Data records
• • • • • • •

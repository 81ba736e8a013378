//! Glob compilation and scope splitting
//!
//! Patterns are compiled with `globset`. Two settings hold everywhere in the
//! crate: `*` never crosses a `/`, and dotfiles take part in matching like
//! any other name.

mod split;

pub use split::{split, ScopePredicate, ScopeSplit, RELATIVE_MARKER};

use crate::error::ConfigError;
use globset::{GlobBuilder, GlobMatcher};

/// Characters that make a path segment dynamic.
const GLOB_META: &[char] = &['*', '?', '[', ']', '{', '}', '\\'];

/// Extglob openers. `@`, `!` and `+` are plain text unless a `(` follows.
const EXTGLOB_OPENERS: &[&str] = &["@(", "!(", "+("];

/// True when a segment contains no glob syntax at all.
pub fn is_literal_segment(segment: &str) -> bool {
    !segment.contains(GLOB_META) && !EXTGLOB_OPENERS.iter().any(|opener| segment.contains(opener))
}

/// Compiles `pattern`, reporting failures against `source` (the pattern the
/// user actually wrote, which may be longer than `pattern`).
pub fn compile_glob(pattern: &str, source: &str) -> Result<GlobMatcher, ConfigError> {
    GlobBuilder::new(pattern)
        .literal_separator(true)
        .backslash_escape(true)
        .build()
        .map(|glob| glob.compile_matcher())
        .map_err(|e| ConfigError::invalid_pattern(source, e.kind()))
}
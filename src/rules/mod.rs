//! Rule tables and their compilation into rule records

mod compiler;
mod shorthand;

pub use compiler::{
    compile_rules, RulePredicate, RuleRecord, RuleSetCompiler, DEFAULT_DEPENDENCY_DIR,
};
pub use shorthand::{PatternKey, StageObject, StageShorthand, GLOBAL_MARKER};

use indexmap::IndexMap;

/// Pattern key to stage shorthand, in declaration order.
pub type RuleTable = IndexMap<String, StageShorthand>;
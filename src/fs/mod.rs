//! FileSystem abstraction for testable file operations

mod mock;
mod real;
mod r#trait;

pub use mock::MockFileSystem;
pub use r#trait::FileSystem;
pub use real::RealFileSystem;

• • • • • • •

• _Instructions for the task_: Return each line among the entries that holds the word "const".

• _Response to this exercise_:
const GLOB_META: &[char] = &['*', '?', '[', ']', '{', '}', '\\'];
const EXTGLOB_OPENERS: &[&str] = &["@(", "!(", "+("];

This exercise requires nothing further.